Prendetevela comoda, comodissima, se volete. Oggi andiamo lunghi, lunghissimi, non foss’altro per apprezzare il successo del post di Bloggorai di ieri.
A proposito di “successo” di “questo” Sanremo: si intravvedono con chiarezza i due mondi. Il mondo di “destra” gaudente che applaude alla vittoria dei numeri contro il “commmunista” politicizzato (come i giudici) di Amadeus e per il “grande successo del Servizio Pubblico” (questo, beninteso … non quello di prima) e il mondo di “sinistra” che pure applaude allo stesso “grande successo del Servizio Pubblico” però esitante e confusa su come interpretarlo e giustificare il consenso di cui gode, a prescindere.
I lettori di Bloggorai di destra (ce ne sono tanti) e anche alcuni tra quelli di sinistra (ce ne sono tanti) ritengono che fare valutazioni critiche sul consueto successo di questo Sanremo, il primo integralmente “targato” di destra destra, governativo e meloniano, possa far esprimere il sentimento della “rosicata” o, peggio ancora, un perverso e malevolo sentimento “anti Rai”. Come si legge oggi su Libero “Non ci vogliono credere, nel Pd, che un Sanremo depoliticizzato piaccia più dei loro frullatoni ideologici. Sono spiazzati dal fatto che si possa avere successo anche se al posto delle ammucchiate di Rosa Chemical si canta l’amore per la mamma di Simone Cristicchi”.
Andiamo oltre. Ci sono tre storielle parallele che meritano di essere raccontate a priori. Ricordare questi nomi: Pippo Balestrieri, Giancarlo Leone e Roberto Natale. Magari dopo.
Bloggorai appartiene ad una generazione che, per molti aspetti, si può ritenere fortunata. È nata all’indomani della fine della Guerra ed ha potuto assistere alla “ricostruzione” degli anni ’60. È stata una generazione che, in qualche modo, si è collocata ed è cresciuta nel mezzo tra un passato non ancora terminato e un futuro non ancora iniziato. Questa generazione si affacciava al mondo con le stimmate di una cultura politica e sociale marcata ancora dal secolo precedente e con i primi sogni di un secolo nuovo che stava per arrivare, forse pure in anticipo.
Questa generazione si è trovata “giovane” alle fine degli anni ’60 ed ha respirato quella grande aria del “rinnovamento” che preludeva ad una nuova era: il dilagare dei mutamenti sociali anche indotti dai nuovi equilibri geopolitici mondiali e dalle nuove tecnologie che si stavano affermando. Quando questo periodo stava per declinare, agli inizi degli anni ’80, già lo sguardo era rivolto ad un passato prossimo nostalgico: in Spagna venne coniato il termine “desencanto” mentre in Italia la “classe operaia” stava diventando altra e diversa, gli studenti volevano diventare “pantere” ma non ci sono riusciti più di tanto.

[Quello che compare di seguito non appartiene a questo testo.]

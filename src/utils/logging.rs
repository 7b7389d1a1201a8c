// file: src/utils/logging.rs
// description: Tracing subscriber initialization with optional ANSI coloring

use colored::*;
use tracing_subscriber::{EnvFilter, fmt, prelude::*};

/// Installs the global subscriber. `RUST_LOG` wins over the verbosity flag.
pub fn init_logger(colored_output: bool, verbose: bool) {
    let level = if verbose { "debug" } else { "info" };
    let filter = EnvFilter::try_from_default_env().unwrap_or_else(|_| EnvFilter::new(level));

    let fmt_layer = fmt::layer()
        .with_target(false)
        .with_thread_ids(false)
        .with_thread_names(false)
        .with_file(true)
        .with_line_number(true)
        .with_writer(std::io::stderr)
        .compact()
        .with_ansi(colored_output);

    tracing_subscriber::registry()
        .with(filter)
        .with(fmt_layer)
        .init();

    colored::control::set_override(colored_output);
}

pub fn format_success(msg: &str) -> String {
    format!("{} {}", "✓".green().bold(), msg.green())
}

pub fn format_warning(msg: &str) -> String {
    format!("{} {}", "⚠".yellow().bold(), msg.yellow())
}

pub fn format_info(msg: &str) -> String {
    format!("{} {}", "ℹ".blue().bold(), msg)
}

pub fn format_step(step: usize, total: usize, msg: &str) -> String {
    format!("{} {}", format!("[{}/{}]", step, total).cyan().bold(), msg)
}

#[cfg(test)]
mod tests {
    use super::*;

    #[test]
    fn test_formatters_keep_message() {
        assert!(format_success("exported").contains("exported"));
        assert!(format_warning("sample data").contains("sample data"));
        assert!(format_info("3 sites").contains("3 sites"));
        assert!(format_step(2, 5, "normalize").contains("normalize"));
    }
}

Infine, arriviamo ai primi anni ’90 e dilaga il Web, Internet, le mail, la comunicazione digitale e un nuovo secolo sta per cominciare.
Molti di questa generazione (come Bloggorai) non hanno un profilo Instagram, non smanettano TikTok, guardano poco le clip video su tablet o sul cellulare e a malapena usano FB. Usano tanto però Whatsapp perché, comunque, è uno strumento facile da gestire ed è certamente utile, quasi indispensabile. Questa generazione non comprende subito il significato di “hype”, “dissing” e “gringe” nonostante sia in grado di balbettare e comprendere due parole due in inglese.
Torniamo a ieri: questa riflessione di cui sopra ci aiuta a
porre la domanda che si aggira irrisolta. Perché
il (consueto) successo dei soli numeri di Sanremo? Come è possibile
interpretare/comprendere che la dose massiccia di cloroformio, di etere
mediatico, di torpore sociale diffuso con il lanciafiamme, riesce a tenere incollati
di fronte alla Tv un numero così elevato di telespettatori? Lasciamo
perdere i “giovani” con nuovi device perché, ci dicono, contano poco ai soli fini
della Total Audience. Si leggono e si ascoltano troppo facili e troppo banali
le risposte correnti. C’è qualcosa di più che non è facile rilevare. Il “popolo”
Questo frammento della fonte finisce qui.